Method for the quantitative description of discontinuities in the rock mass, Part 12: Drillcore study
1992 Edition

To achieve optimal core recovery critical for accurate discontinuity characterization under IS 11315 Part 12, utilize NX-sized cores (54 mm) with double or triple tube core barrels and bottom discharge bits, especially in fractured or softer rock formations. Employ short drilling runs, maintain controlled drilling speed and water flow, avoid over-penetration, and promptly extract tools if jamming occurs. Minimize drill string vibrations to reduce core loss and wear. Implement core orientation methods such as the Craclius technique, hardened steel groove with compass and photographic aids, or integral sampling with grouted azimuth bars to ensure core alignment and data quality.

As per IS 11315 Part 12 Clause 5.4.1.1, artificial fractures typically exhibit rough, brittle surfaces with fresh cleavage planes, often resulting from drilling or handling damage. Conversely, natural discontinuities have smoother or weathered surfaces and may display coatings or infilling materials such as talc, gypsum, chlorite, mica, or calcite. In foliated or schistose rocks, some splits may be ambiguous; the conservative approach is to classify doubtful breaks as natural. Grinding or rounded surfaces caused by core rotation complicate identification, but these should also be considered natural if uncertain. Maintaining separate records of artificial fractures helps refine rock quality assessments.

The quantitative description of discontinuities in drill cores includes several key parameters: Core Recovery (R), the percentage of recovered core length reflecting rock continuity; Discontinuity Frequency (F), the count of natural fractures per meter of core; and Rock Quality Designation (RQD), calculated as the percentage of core length consisting of sound pieces longer than 10 cm.

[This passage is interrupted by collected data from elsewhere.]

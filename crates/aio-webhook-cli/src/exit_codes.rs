//! Exit codes for the `aio-webhook` CLI.
//! These codes are part of the public contract: scripts rely on them to tell
//! a rejected delivery apart from broken input or an infrastructure problem.

pub const VERIFIED: i32 = 0;
pub const REJECTED: i32 = 1; // Recipient or signatures did not match
pub const INPUT_ERROR: i32 = 2; // Malformed payload, signature or CLI input
pub const KEY_RESOLUTION_ERROR: i32 = 3; // Public key could not be fetched or parsed
pub const CONFIG_ERROR: i32 = 4;
//! HTTP layer for key fetches: status mapping, body limits, retry.
//!
//! keys/mod.rs never looks at status codes.

use std::time::Duration;

use rand::Rng;
use reqwest::StatusCode;
use tracing::{debug, warn};
use url::Url;

use crate::error::{WebhookError, WebhookResult};

/// HTTP backend for key requests (holds reqwest client and limits).
#[derive(Debug, Clone)]
pub(crate) struct HttpBackend {
    pub(crate) client: reqwest::Client,
    pub(crate) max_retries: u32,
    pub(crate) max_key_bytes: usize,
}

impl HttpBackend {
    /// GET a PEM document, retrying transient failures.
    pub(crate) async fn fetch_pem(&self, url: &Url, path: &str) -> WebhookResult<String> {
        let mut retries = 0;

        loop {
            match self.fetch_once(url, path).await {
                Ok(body) => return Ok(body),
                Err(e) if e.is_retryable() && retries < self.max_retries => {
                    retries += 1;
                    let backoff = backoff_for(retries);

                    warn!(
                        error = %e,
                        retry = retries,
                        max_retries = self.max_retries,
                        backoff_ms = backoff.as_millis(),
                        "retrying public key fetch"
                    );

                    tokio::time::sleep(backoff).await;
                }
                Err(e) => return Err(e),
            }
        }
    }

    async fn fetch_once(&self, url: &Url, path: &str) -> WebhookResult<String> {
        let response = self.client.get(url.clone()).send().await?;
        let status = response.status();

        if !status.is_success() {
            debug!(status = status.as_u16(), path = %path, "public key request rejected");
            return Err(WebhookError::KeyFetch {
                path: path.to_string(),
                status: status.as_u16(),
            });
        }

        if status == StatusCode::NO_CONTENT {
            return Err(WebhookError::InvalidPublicKey {
                path: path.to_string(),
                reason: "empty response".to_string(),
            });
        }

        if let Some(len) = response.content_length() {
            if len > self.max_key_bytes as u64 {
                return Err(self.too_large(path, len));
            }
        }

        let body = response.bytes().await.map_err(|e| WebhookError::Network {
            message: format!("failed to read public key body: {}", e),
        })?;

        if body.len() > self.max_key_bytes {
            return Err(self.too_large(path, body.len() as u64));
        }

        String::from_utf8(body.to_vec()).map_err(|_| WebhookError::InvalidPublicKey {
            path: path.to_string(),
            reason: "response is not UTF-8".to_string(),
        })
    }

    fn too_large(&self, path: &str, len: u64) -> WebhookError {
        WebhookError::InvalidPublicKey {
            path: path.to_string(),
            reason: format!(
                "response too large: {} bytes (limit {})",
                len, self.max_key_bytes
            ),
        }
    }
}

/// Jittered exponential backoff: up to 200ms, 400ms, ... capped at 5s.
fn backoff_for(retry: u32) -> Duration {
    let base = Duration::from_millis(100u64 << retry.min(6)).min(Duration::from_secs(5));
    let jittered_ms = rand::thread_rng().gen_range(0..=base.as_millis() as u64);
    Duration::from_millis(jittered_ms.max(10))
}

Additionally, discontinuity orientation is measured relative to the core axis, with corrections applied for hole inclination. These metrics provide a basis for rock mass characterization but should be corroborated with field observations for engineering design.

Rock Quality Designation (RQD), defined in IS 11315 Part 12 Clause 5.4, is computed by summing the lengths of drill core pieces equal to or exceeding 10 cm and expressing this total as a percentage of the entire drilled interval length. The calculation excludes smaller fragments generated by natural jointing or weathering. Artificial fractures caused by drilling or handling should be discounted to avoid skewing results. When identification is uncertain, a conservative approach treats questionable breaks as natural. RQD serves as an index of rock mass integrity and must be combined with other parameters such as fracture frequency and core recovery for comprehensive evaluation.

IS 11315 Part 12 recommends combining visual inspections using borehole TV cameras or periscopes to classify discontinuities as open or tight with quantitative water injection tests, particularly Lugeon packer tests, to estimate permeability and infer aperture characteristics. The real aperture size often exceeds theoretical smooth-wall estimates due to roughness and tortuosity. Correlate water flow test results with core recovery percentages, RQD values, and fracture frequency to assess aperture openness. Supplementary hydraulic tests such as falling head and tracer analyses provide additional seepage data. Presenting Lugeon values alongside core recovery and RQD logs facilitates comprehensive seepage characterization.